// JSON run report

use std::path::{Path, PathBuf};

use serde::Serialize;

use crate::output::write_output;
use crate::pipeline::job_runner::{JobConfig, JobResult};

#[derive(Debug, Serialize)]
pub struct FailedJob {
    pub input_path: PathBuf,
    pub error: String,
}

#[derive(Debug, Serialize)]
pub struct RunReport<'a> {
    pub succeeded: Vec<&'a JobResult>,
    pub failed: Vec<FailedJob>,
}

/// Pair each job with its result. `jobs` and `results` are index-aligned.
pub fn build_report<'a>(
    jobs: &[JobConfig],
    results: &'a [crate::error::Result<JobResult>],
) -> RunReport<'a> {
    let mut report = RunReport {
        succeeded: Vec::new(),
        failed: Vec::new(),
    };
    for (job, result) in jobs.iter().zip(results) {
        match result {
            Ok(r) => report.succeeded.push(r),
            Err(e) => report.failed.push(FailedJob {
                input_path: job.input_path.clone(),
                error: e.to_string(),
            }),
        }
    }
    report
}

pub fn write_report(path: &Path, report: &RunReport<'_>) -> crate::error::Result<()> {
    let json = serde_json::to_string_pretty(report)?;
    write_output(path, json.as_bytes())
}
// Drawing surface: draw SourceImage at target size -> serialize to bytes

use std::io::Cursor;

use image::codecs::jpeg::JpegEncoder;
use image::codecs::png::PngEncoder;
use image::imageops::{self, FilterType};
use image::{Rgb, RgbImage, RgbaImage};

use crate::encode::quality::Quality;
use crate::error::ImageToolError;
use crate::raster::format::OutputFormat;
use crate::raster::source::SourceImage;

/// Largest side the surface will allocate. JPEG stores dimensions as u16.
pub const MAX_SIDE: u32 = 65_535;

/// Largest canvas area in pixels (16384 x 16384).
pub const MAX_PIXELS: usize = 16_384 * 16_384;

/// Reusable RGBA canvas.
///
/// The backing buffer is kept between draws of the same size. Every draw
/// clears it first, so nothing from an earlier (possibly differently sized)
/// draw can leak into the next serialization.
#[derive(Debug)]
pub struct Surface {
    canvas: RgbaImage,
    filter: FilterType,
}

impl Default for Surface {
    fn default() -> Self {
        Self::new()
    }
}

impl Surface {
    pub fn new() -> Self {
        Self {
            canvas: RgbaImage::new(0, 0),
            filter: FilterType::Triangle,
        }
    }

    pub fn width(&self) -> u32 {
        self.canvas.width()
    }

    pub fn height(&self) -> u32 {
        self.canvas.height()
    }

    /// Render `image` scaled to exactly `width` x `height`.
    ///
    /// Sizes beyond [`MAX_SIDE`] or [`MAX_PIXELS`] are rejected before
    /// anything is allocated.
    pub fn draw(&mut self, image: &SourceImage, width: u32, height: u32) -> crate::error::Result<()> {
        check_canvas_size(width, height)?;

        if self.canvas.dimensions() == (width, height) {
            self.canvas.fill(0);
        } else {
            self.canvas = RgbaImage::new(width, height);
        }

        if image.dimensions() == (width, height) {
            self.canvas.copy_from_slice(image.pixels().as_raw());
        } else {
            let scaled = imageops::resize(image.pixels(), width, height, self.filter);
            imageops::overlay(&mut self.canvas, &scaled, 0, 0);
        }
        Ok(())
    }

    /// Encode the current canvas contents.
    ///
    /// JPEG has no alpha channel; the canvas is composited onto opaque black
    /// first. WebP is lossy at `quality`, PNG ignores it.
    pub fn serialize(&self, format: OutputFormat, quality: Quality) -> crate::error::Result<Vec<u8>> {
        let (width, height) = self.canvas.dimensions();
        if width == 0 || height == 0 {
            return Err(ImageToolError::encode("surface has not been drawn"));
        }
        check_format_size(format, width, height)?;

        let mut buf = Cursor::new(Vec::new());
        match format {
            OutputFormat::Jpeg => {
                let rgb = flatten_onto_black(&self.canvas);
                let encoder = JpegEncoder::new_with_quality(&mut buf, quality.to_codec_scale());
                rgb.write_with_encoder(encoder)?;
            }
            OutputFormat::Png => {
                self.canvas.write_with_encoder(PngEncoder::new(&mut buf))?;
            }
            OutputFormat::Webp => {
                let encoded = webp::Encoder::from_rgba(self.canvas.as_raw(), width, height)
                    .encode_simple(false, f32::from(quality.to_codec_scale()))
                    .map_err(|e| ImageToolError::encode(format!("WebP encode failed: {e:?}")))?;
                return Ok(encoded.to_vec());
            }
        }

        Ok(buf.into_inner())
    }
}

/// Reject a canvas size that cannot be allocated.
fn check_canvas_size(width: u32, height: u32) -> crate::error::Result<()> {
    if width > MAX_SIDE || height > MAX_SIDE {
        return Err(ImageToolError::invalid_parameter(format!(
            "{width}x{height} exceeds the maximum side of {MAX_SIDE} pixels"
        )));
    }
    (width as usize)
        .checked_mul(height as usize)
        .filter(|&pixels| pixels <= MAX_PIXELS)
        .and_then(|pixels| pixels.checked_mul(4))
        .ok_or_else(|| {
            ImageToolError::invalid_parameter(format!(
                "{width}x{height} exceeds the maximum canvas area of {MAX_PIXELS} pixels"
            ))
        })?;
    Ok(())
}

/// Reject a size the codec for `format` cannot store.
pub fn check_format_size(format: OutputFormat, width: u32, height: u32) -> crate::error::Result<()> {
    let max = format.max_side();
    if width > max || height > max {
        return Err(ImageToolError::invalid_parameter(format!(
            "{width}x{height} exceeds the {format} limit of {max} pixels per side"
        )));
    }
    Ok(())
}

/// Drop alpha the way an opaque black backdrop would: RGB scaled by a/255.
fn flatten_onto_black(canvas: &RgbaImage) -> RgbImage {
    let mut rgb = RgbImage::new(canvas.width(), canvas.height());
    for (dst, src) in rgb.pixels_mut().zip(canvas.pixels()) {
        let [r, g, b, a] = src.0;
        let scale = |c: u8| ((u16::from(c) * u16::from(a) + 127) / 255) as u8;
        *dst = Rgb([scale(r), scale(g), scale(b)]);
    }
    rgb
}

* * *

THE PROBLEM - I need each line of the entries that holds the string "FilterType" located and copied.

FINAL ANSWER -
use image::imageops::{self, FilterType};
    filter: FilterType,
            filter: FilterType::Triangle,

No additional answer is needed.